Early this summer, however—after two years of correspondence—he wrote to say that his sister had died. He had talked about her before, how they had a troubled relationship, loving but complicated by her disapproval of some of his writing. When I read this e-mail, I was sitting beside a Westwood swimming pool with my laptop on a crystalline Los Angeles morning. I got in the pool and swam a few laps, thinking. Then I got out, dried off, and finally dialed the number.
Todd Grimson’s voice was more mellow than I’d expected—wry, reflective. There’s something both uncanny and satisfying about hearing a person’s voice for the first time when he’s already given you the history of his life. And that was that: Todd Grimson wasn’t a faceless confidant anymore, and he wasn’t a literary personage. He was a friend.

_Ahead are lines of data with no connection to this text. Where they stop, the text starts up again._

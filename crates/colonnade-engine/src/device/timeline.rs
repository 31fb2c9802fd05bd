use std::sync::Arc;

use crate::frame::{CompletionCounter, FenceValue, FrameError, GpuTimeline};

/// Fence timeline driven by queue completion callbacks.
///
/// `signal(v)` registers a callback behind everything submitted so far; wgpu
/// runs it once that work finishes, raising the shared counter to `v`.
#[derive(Debug, Clone)]
pub struct WgpuTimeline {
    device: wgpu::Device,
    queue: wgpu::Queue,
    counter: Arc<CompletionCounter>,
}

impl WgpuTimeline {
    pub fn new(device: wgpu::Device, queue: wgpu::Queue) -> Self {
        Self {
            device,
            queue,
            counter: Arc::new(CompletionCounter::new()),
        }
    }
}

impl GpuTimeline for WgpuTimeline {
    fn completed_value(&self) -> Result<FenceValue, FrameError> {
        // Callbacks only fire while the device is polled.
        self.device
            .poll(wgpu::PollType::Poll)
            .map_err(|e| FrameError::Poll {
                reason: e.to_string(),
            })?;
        Ok(FenceValue(self.counter.get()))
    }

    fn signal(&self, value: FenceValue) -> Result<(), FrameError> {
        let counter = Arc::clone(&self.counter);
        self.queue
            .on_submitted_work_done(move || counter.advance_to(value.0));
        Ok(())
    }

    fn wait(&self, value: FenceValue) -> Result<(), FrameError> {
        if self.counter.get() >= value.0 {
            return Ok(());
        }

        self.device
            .poll(wgpu::PollType::wait_indefinitely())
            .map_err(|e| FrameError::Wait {
                value: value.0,
                reason: e.to_string(),
            })?;

        // A full wait runs every pending callback; anything short of `value`
        // means it was never signaled.
        if self.counter.get() < value.0 {
            return Err(FrameError::Wait {
                value: value.0,
                reason: format!("device idle at fence {}", self.counter.get()),
            });
        }
        Ok(())
    }
}
use std::time::{Duration, Instant};

/// Frame timing snapshot.
#[derive(Debug, Copy, Clone)]
pub struct FrameTime {
    /// Time elapsed since the previous frame tick, in seconds.
    pub dt: f32,

    /// Sum of clamped deltas since the clock started, in seconds.
    pub total: f32,

    /// Monotonic timestamp taken at the tick.
    pub now: Instant,

    /// Monotonic frame counter.
    pub frame_index: u64,
}

/// Frame clock producing `FrameTime` snapshots.
///
/// Delta time is clamped to avoid pathological values when the application is paused
/// by the debugger, minimized, or stalls. `total` accumulates the clamped values, so
/// animations driven by it never jump after a stall.
#[derive(Debug, Clone)]
pub struct FrameClock {
    last: Instant,
    total: Duration,
    frame_index: u64,
    dt_min: Duration,
    dt_max: Duration,
}

impl FrameClock {
    /// Creates a new clock with default clamps (0.1 ms to 250 ms).
    pub fn new() -> Self {
        Self::with_clamps(Duration::from_micros(100), Duration::from_millis(250))
    }

    /// Creates a clock with custom delta-time clamps.
    pub fn with_clamps(dt_min: Duration, dt_max: Duration) -> Self {
        debug_assert!(dt_min <= dt_max);
        Self {
            last: Instant::now(),
            total: Duration::ZERO,
            frame_index: 0,
            dt_min,
            dt_max,
        }
    }

    /// Resets the delta baseline. Total time is kept.
    ///
    /// Useful when resuming from suspension.
    pub fn reset(&mut self) {
        self.last = Instant::now();
    }

    /// Advances the clock and returns a new `FrameTime`.
    pub fn tick(&mut self) -> FrameTime {
        self.tick_at(Instant::now())
    }

    fn tick_at(&mut self, now: Instant) -> FrameTime {
        let dt = now
            .saturating_duration_since(self.last)
            .clamp(self.dt_min, self.dt_max);

        self.last = now;
        self.total += dt;

        let ft = FrameTime {
            dt: dt.as_secs_f32(),
            total: self.total.as_secs_f32(),
            now,
            frame_index: self.frame_index,
        };

        self.frame_index = self.frame_index.wrapping_add(1);

        ft
    }
}

impl Default for FrameClock {
    fn default() -> Self {
        Self::new()
    }
}

#[cfg(test)]
mod tests {
    use super::*;

    #[test]
    fn total_accumulates_clamped_deltas() {
        let mut clock = FrameClock::with_clamps(Duration::from_millis(1), Duration::from_millis(100));
        let start = clock.last;

        let a = clock.tick_at(start + Duration::from_millis(10));
        // A long stall only counts as the maximum delta.
        let b = clock.tick_at(start + Duration::from_secs(5));

        assert!((a.dt - 0.010).abs() < 1e-6);
        assert!((b.dt - 0.100).abs() < 1e-6);
        assert!((b.total - 0.110).abs() < 1e-6);
        assert_eq!((a.frame_index, b.frame_index), (0, 1));
    }

    #[test]
    fn tight_loop_gets_minimum_delta() {
        let mut clock = FrameClock::new();
        let start = clock.last;
        let ft = clock.tick_at(start);
        assert!((ft.dt - 0.0001).abs() < 1e-7);
    }
}
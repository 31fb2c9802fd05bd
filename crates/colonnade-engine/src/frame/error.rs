use thiserror::Error;

/// Errors raised by the frame-resource pipeline.
///
/// None of these are recovered locally. Allocation and synchronization
/// failures mean the device can no longer be trusted; the remaining variants
/// are caller contract violations.
#[derive(Debug, Error)]
pub enum FrameError {
    /// Upload memory or a command allocator could not be created.
    #[error("failed to allocate {label}: {reason}")]
    Allocation { label: String, reason: String },

    /// An upload slot index outside `[0, capacity)`.
    #[error("upload slot {index} is out of range (capacity {capacity})")]
    SlotOutOfRange { index: usize, capacity: usize },

    /// The scene needs more slots than the frame resources were sized for.
    #[error("{kind} count {required} exceeds the {capacity} slots frame resources were built with")]
    CapacityMismatch {
        kind: &'static str,
        required: usize,
        capacity: usize,
    },

    /// Dirty counters were sized for a different number of frame resources
    /// than the ring holds.
    #[error("dirty counters span {span} frames but the frame ring holds {ring}")]
    RingMismatch { span: usize, ring: usize },

    /// The GPU could not be queried for its completed fence value.
    #[error("polling the device for fence progress failed: {reason}")]
    Poll { reason: String },

    /// The CPU could not wait for a fence value.
    #[error("waiting for fence value {value} failed: {reason}")]
    Wait { value: u64, reason: String },

    /// The GPU queue could not be asked to signal a fence value.
    #[error("signaling fence value {value} failed: {reason}")]
    Signal { value: u64, reason: String },

    /// A frame ring needs at least one frame resource.
    #[error("a frame ring needs at least one frame resource")]
    EmptyRing,

    /// `begin_frame` was called while a frame was still being recorded.
    #[error("a frame is already in progress")]
    FrameInProgress,

    /// `end_frame` or `current_mut` was called outside of a frame.
    #[error("no frame is in progress")]
    NoFrameInProgress,
}

impl FrameError {
    pub(crate) fn allocation(label: &str, reason: impl Into<String>) -> Self {
        Self::Allocation {
            label: label.to_string(),
            reason: reason.into(),
        }
    }

    /// True for failures that mean the GPU device state is lost.
    pub fn is_device_fatal(&self) -> bool {
        matches!(
            self,
            Self::Allocation { .. }
                | Self::Poll { .. }
                | Self::Wait { .. }
                | Self::Signal { .. }
        )
    }
}
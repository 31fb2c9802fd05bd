use std::collections::HashSet;

use super::types::{InputEvent, Key, MouseButton};

/// Per-frame input deltas.
///
/// `InputState` provides the current state (held keys/buttons, pointer position).
/// `InputFrame` provides events and transitions for the current frame.
#[derive(Debug, Default)]
pub struct InputFrame {
    /// Raw events in arrival order.
    pub events: Vec<InputEvent>,

    /// Keys pressed this frame (repeats excluded).
    pub keys_pressed: HashSet<Key>,

    /// Mouse buttons pressed this frame.
    pub buttons_pressed: HashSet<MouseButton>,

    /// Mouse buttons released this frame.
    pub buttons_released: HashSet<MouseButton>,

    /// Pointer motion accumulated over the frame, in physical pixels.
    pub pointer_delta: (f32, f32),

    /// Vertical wheel motion accumulated over the frame, in lines.
    pub wheel_lines: f32,
}

impl InputFrame {
    pub fn clear(&mut self) {
        self.events.clear();
        self.keys_pressed.clear();
        self.buttons_pressed.clear();
        self.buttons_released.clear();
        self.pointer_delta = (0.0, 0.0);
        self.wheel_lines = 0.0;
    }

    pub fn key_pressed(&self, key: Key) -> bool {
        self.keys_pressed.contains(&key)
    }
}
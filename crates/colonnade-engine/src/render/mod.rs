//! GPU rendering subsystem.
//!
//! Renderers read per-frame constants from the frame pipeline's constant
//! buffers and issue GPU commands via wgpu. Each renderer owns its own
//! pipeline state and bind groups; meshes are uploaded once.
//!
//! Convention:
//! - left-handed world space, +Y up
//! - matrices are column-major and multiply column vectors

mod ctx;
mod lit;
mod mesh;
mod scene_renderer;

pub use ctx::{RenderCtx, RenderTarget};
pub use lit::LitRenderer;
pub use mesh::GpuMesh;
pub use scene_renderer::{FrameOutcome, RendererConfig, SceneRenderer};
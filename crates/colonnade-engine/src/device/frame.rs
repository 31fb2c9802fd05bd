/// An acquired swap-chain image.
///
/// Short-lived: holding the surface texture prevents acquisition of
/// subsequent frames. Commands are recorded into the encoder handed out by
/// the current frame resource, not into this object.
pub struct GpuFrame {
    pub surface_texture: wgpu::SurfaceTexture,
    pub view: wgpu::TextureView,
}
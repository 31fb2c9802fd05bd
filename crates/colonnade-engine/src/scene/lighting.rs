use glam::{Vec3, Vec4};

use crate::frame::{Light, MAX_LIGHTS};

#[derive(Debug, Copy, Clone, PartialEq)]
pub struct DirectionalLight {
    /// Direction the light travels in.
    pub direction: Vec3,
    pub strength: Vec3,
}

/// Ambient term plus up to `MAX_LIGHTS` directional lights.
#[derive(Debug, Clone, PartialEq)]
pub struct LightRig {
    pub ambient: Vec4,
    pub lights: Vec<DirectionalLight>,
}

impl Default for LightRig {
    /// Key, fill and back light.
    fn default() -> Self {
        Self {
            ambient: Vec4::new(0.25, 0.25, 0.35, 1.0),
            lights: vec![
                DirectionalLight {
                    direction: Vec3::new(0.57735, -0.57735, 0.57735),
                    strength: Vec3::splat(0.8),
                },
                DirectionalLight {
                    direction: Vec3::new(-0.57735, -0.57735, 0.57735),
                    strength: Vec3::splat(0.3),
                },
                DirectionalLight {
                    direction: Vec3::new(0.0, -0.707, -0.707),
                    strength: Vec3::splat(0.15),
                },
            ],
        }
    }
}

impl LightRig {
    /// Fills the pass light array. Unused slots get zero strength.
    pub fn to_lights(&self) -> [Light; MAX_LIGHTS] {
        if self.lights.len() > MAX_LIGHTS {
            log::warn!(
                "light rig has {} lights; only the first {MAX_LIGHTS} are used",
                self.lights.len()
            );
        }

        let mut out = [Light::default(); MAX_LIGHTS];
        for (slot, light) in out.iter_mut().zip(&self.lights) {
            slot.direction = light.direction.to_array();
            slot.strength = light.strength.to_array();
        }
        out
    }
}
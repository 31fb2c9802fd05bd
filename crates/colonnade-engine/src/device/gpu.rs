use anyhow::{Context, Result};
use wgpu::SurfaceError;
use winit::dpi::PhysicalSize;
use winit::window::Window;

use super::backend::WgpuBackend;
use super::surface;
use super::timeline::WgpuTimeline;
use super::{GpuFrame, GpuInit, SurfaceErrorAction};

/// Owns wgpu core objects, the surface configuration and the depth buffer.
///
/// This type is the low-level rendering context:
/// - creates and stores Instance/Adapter/Device/Queue
/// - creates and configures the Surface (swapchain) and a matching depth buffer
/// - acquires swap-chain images and submits recorded command buffers
/// - hands out the frame pipeline's backend and timeline
pub struct Gpu<'w> {
    /// Kept alive for the lifetime of the surface.
    _instance: wgpu::Instance,

    surface: wgpu::Surface<'w>,
    adapter: wgpu::Adapter,
    device: wgpu::Device,
    queue: wgpu::Queue,

    config: wgpu::SurfaceConfiguration,
    size: PhysicalSize<u32>,

    depth_format: wgpu::TextureFormat,
    depth_view: wgpu::TextureView,
}

impl<'w> Gpu<'w> {
    /// Creates a GPU context bound to a window.
    ///
    /// Adapter/device acquisition is asynchronous under wgpu.
    pub async fn new(window: &'w Window, init: GpuInit) -> Result<Self> {
        let size = window.inner_size();
        anyhow::ensure!(size.width > 0 && size.height > 0, "window has zero size");

        let GpuInit {
            prefer_srgb,
            present_mode,
            alpha_mode,
            depth_format,
            required_features,
            required_limits,
            desired_maximum_frame_latency,
        } = init;

        let instance = wgpu::Instance::new(&wgpu::InstanceDescriptor {
            backends: wgpu::Backends::all(),
            ..Default::default()
        });

        let surface = instance
            .create_surface(window)
            .context("failed to create wgpu surface")?;

        let adapter = instance
            .request_adapter(&wgpu::RequestAdapterOptions {
                power_preference: wgpu::PowerPreference::HighPerformance,
                compatible_surface: Some(&surface),
                force_fallback_adapter: false,
            })
            .await
            .context("failed to find a suitable GPU adapter")?;

        let (device, queue) = adapter
            .request_device(&wgpu::DeviceDescriptor {
                label: Some("colonnade device"),
                required_features,
                required_limits,
                experimental_features: wgpu::ExperimentalFeatures::disabled(),
                memory_hints: wgpu::MemoryHints::Performance,
                trace: wgpu::Trace::Off,
            })
            .await
            .context("failed to create wgpu device/queue")?;

        let surface_caps = surface.get_capabilities(&adapter);
        let format = surface::choose_surface_format(&surface_caps, prefer_srgb)
            .context("no supported surface formats")?;

        let alpha_mode = surface::choose_alpha_mode(&surface_caps, alpha_mode);

        let config = wgpu::SurfaceConfiguration {
            usage: wgpu::TextureUsages::RENDER_ATTACHMENT,
            format,
            width: size.width.max(1),
            height: size.height.max(1),
            present_mode,
            alpha_mode,
            view_formats: vec![],
            desired_maximum_frame_latency,
        };

        surface.configure(&device, &config);
        let depth_view = surface::create_depth_view(&device, depth_format, size);

        log::info!(
            "gpu ready: {} ({:?}), surface {:?} {}x{}",
            adapter.get_info().name,
            adapter.get_info().backend,
            format,
            config.width,
            config.height
        );

        Ok(Self {
            _instance: instance,
            surface,
            adapter,
            device,
            queue,
            config,
            size,
            depth_format,
            depth_view,
        })
    }

    /// Returns the active surface format.
    pub fn surface_format(&self) -> wgpu::TextureFormat {
        self.config.format
    }

    pub fn depth_format(&self) -> wgpu::TextureFormat {
        self.depth_format
    }

    pub fn depth_view(&self) -> &wgpu::TextureView {
        &self.depth_view
    }

    /// Returns the current drawable size (physical pixels).
    pub fn size(&self) -> PhysicalSize<u32> {
        self.size
    }

    pub fn adapter(&self) -> &wgpu::Adapter {
        &self.adapter
    }

    pub fn device(&self) -> &wgpu::Device {
        &self.device
    }

    pub fn queue(&self) -> &wgpu::Queue {
        &self.queue
    }

    /// Frame-resource factory bound to this device.
    pub fn backend(&self) -> WgpuBackend {
        WgpuBackend::new(self.device.clone(), self.queue.clone())
    }

    /// Fence timeline signaled by this device's queue.
    pub fn timeline(&self) -> WgpuTimeline {
        WgpuTimeline::new(self.device.clone(), self.queue.clone())
    }

    /// Reconfigures the surface and depth buffer after a resize.
    ///
    /// wgpu does not support configuring a surface with a 0x0 size; in that case,
    /// only internal state is updated and configuration is deferred.
    pub fn resize(&mut self, new_size: PhysicalSize<u32>) {
        self.size = new_size;
        if new_size.width == 0 || new_size.height == 0 {
            return;
        }

        self.config.width = new_size.width;
        self.config.height = new_size.height;
        self.surface.configure(&self.device, &self.config);
        self.depth_view = surface::create_depth_view(&self.device, self.depth_format, new_size);
    }

    /// Acquires the next swap-chain image.
    pub fn begin_frame(&self) -> std::result::Result<GpuFrame, SurfaceError> {
        let surface_texture = self.surface.get_current_texture()?;
        let view = surface_texture
            .texture
            .create_view(&wgpu::TextureViewDescriptor::default());

        Ok(GpuFrame {
            surface_texture,
            view,
        })
    }

    /// Submits `encoder` and presents `frame`.
    pub fn submit(&self, frame: GpuFrame, encoder: wgpu::CommandEncoder) {
        self.queue.submit(std::iter::once(encoder.finish()));
        drop(frame.view);
        frame.surface_texture.present();
    }

    /// Converts a `SurfaceError` into a higher-level action.
    pub fn handle_surface_error(&mut self, err: SurfaceError) -> SurfaceErrorAction {
        surface::map_surface_error(&self.surface, &self.device, &self.config, self.size, err)
    }
}
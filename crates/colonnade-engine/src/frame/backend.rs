//! Seams between the frame pipeline and a concrete GPU API.

use super::error::FrameError;

/// Host-writable memory the GPU reads constants from.
///
/// The GPU-side address of a byte offset is `base + offset`; binding layers
/// turn offsets into whatever their API uses (dynamic offsets for wgpu).
pub trait UploadMemory {
    /// Total size in bytes.
    fn size(&self) -> u64;

    /// Copies `bytes` to `offset`. Callers keep `offset + bytes.len()` within
    /// `size()` and only write once the GPU is done reading this memory.
    fn write(&mut self, offset: u64, bytes: &[u8]);
}

/// Backing storage for command recording.
pub trait CommandAllocator {
    /// What commands are recorded into.
    type Recorder;

    /// Reclaims the storage of the previous recording and starts a new one.
    ///
    /// Only valid once the GPU has finished executing everything recorded
    /// from this allocator.
    fn reset(&mut self) -> Result<Self::Recorder, FrameError>;
}

/// Factory for the per-frame GPU objects.
pub trait GpuBackend {
    type Memory: UploadMemory;
    type Allocator: CommandAllocator;

    /// Minimum alignment of a constant-buffer view, in bytes (a power of two).
    fn constant_buffer_alignment(&self) -> u64;

    fn create_upload_memory(&self, label: &str, size: u64) -> Result<Self::Memory, FrameError>;

    fn create_command_allocator(&self, label: &str) -> Result<Self::Allocator, FrameError>;
}
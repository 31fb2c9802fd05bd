//! POD records uploaded into the per-frame constant buffers.
//!
//! Field order and padding mirror the uniform structs in `render/shaders/lit.wgsl`.
//! Matrices are column-major (`glam::Mat4::to_cols_array_2d`).

use bytemuck::{Pod, Zeroable};

pub const MAX_LIGHTS: usize = 16;

pub(crate) const IDENTITY: [[f32; 4]; 4] = [
    [1.0, 0.0, 0.0, 0.0],
    [0.0, 1.0, 0.0, 0.0],
    [0.0, 0.0, 1.0, 0.0],
    [0.0, 0.0, 0.0, 1.0],
];

/// Per-object constants (`ObjectConstants` in WGSL).
#[repr(C)]
#[derive(Debug, Copy, Clone, PartialEq, Pod, Zeroable)]
pub struct ObjectConstants {
    pub world: [[f32; 4]; 4],
    pub tex_transform: [[f32; 4]; 4],
}

impl Default for ObjectConstants {
    fn default() -> Self {
        Self {
            world: IDENTITY,
            tex_transform: IDENTITY,
        }
    }
}

/// Per-material constants (`MaterialConstants` in WGSL).
#[repr(C)]
#[derive(Debug, Copy, Clone, PartialEq, Pod, Zeroable)]
pub struct MaterialConstants {
    pub diffuse_albedo: [f32; 4],
    pub fresnel_r0: [f32; 3],
    pub roughness: f32,
    pub mat_transform: [[f32; 4]; 4],
}

impl Default for MaterialConstants {
    fn default() -> Self {
        Self {
            diffuse_albedo: [1.0; 4],
            fresnel_r0: [0.01; 3],
            roughness: 0.25,
            mat_transform: IDENTITY,
        }
    }
}

/// One light slot. Directional lights only use `strength` and `direction`.
#[repr(C)]
#[derive(Debug, Copy, Clone, Default, PartialEq, Pod, Zeroable)]
pub struct Light {
    pub strength: [f32; 3],
    pub falloff_start: f32,
    pub direction: [f32; 3],
    pub falloff_end: f32,
    pub position: [f32; 3],
    pub spot_power: f32,
}

/// Pass-global constants (`PassConstants` in WGSL).
#[repr(C)]
#[derive(Debug, Copy, Clone, PartialEq, Pod, Zeroable)]
pub struct PassConstants {
    pub view: [[f32; 4]; 4],
    pub inv_view: [[f32; 4]; 4],
    pub proj: [[f32; 4]; 4],
    pub inv_proj: [[f32; 4]; 4],
    pub view_proj: [[f32; 4]; 4],
    pub inv_view_proj: [[f32; 4]; 4],
    pub eye_pos_w: [f32; 3],
    pub _pad0: f32,
    pub render_target_size: [f32; 2],
    pub inv_render_target_size: [f32; 2],
    pub near_z: f32,
    pub far_z: f32,
    pub total_time: f32,
    pub delta_time: f32,
    pub ambient_light: [f32; 4],
    pub lights: [Light; MAX_LIGHTS],
}

impl Default for PassConstants {
    fn default() -> Self {
        Self {
            view: IDENTITY,
            inv_view: IDENTITY,
            proj: IDENTITY,
            inv_proj: IDENTITY,
            view_proj: IDENTITY,
            inv_view_proj: IDENTITY,
            eye_pos_w: [0.0; 3],
            _pad0: 0.0,
            render_target_size: [0.0; 2],
            inv_render_target_size: [0.0; 2],
            near_z: 0.0,
            far_z: 0.0,
            total_time: 0.0,
            delta_time: 0.0,
            ambient_light: [0.0, 0.0, 0.0, 1.0],
            lights: [Light::default(); MAX_LIGHTS],
        }
    }
}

We’re still in touch almost every day. He told me he’s decided to kill off I. Fontana and go back to being Todd Grimson. The extraordinary Brand New Cherry Flavor, long out of print in America, has just been rereleased by Schaffner Press with praise from Katherine Dunn, A. M. Homes, and James Ellroy. This is fortunate, because my old copy is falling apart. I keep it on the bookshelf beside my bed and I reread it every six months or so. It gives me good nightmares.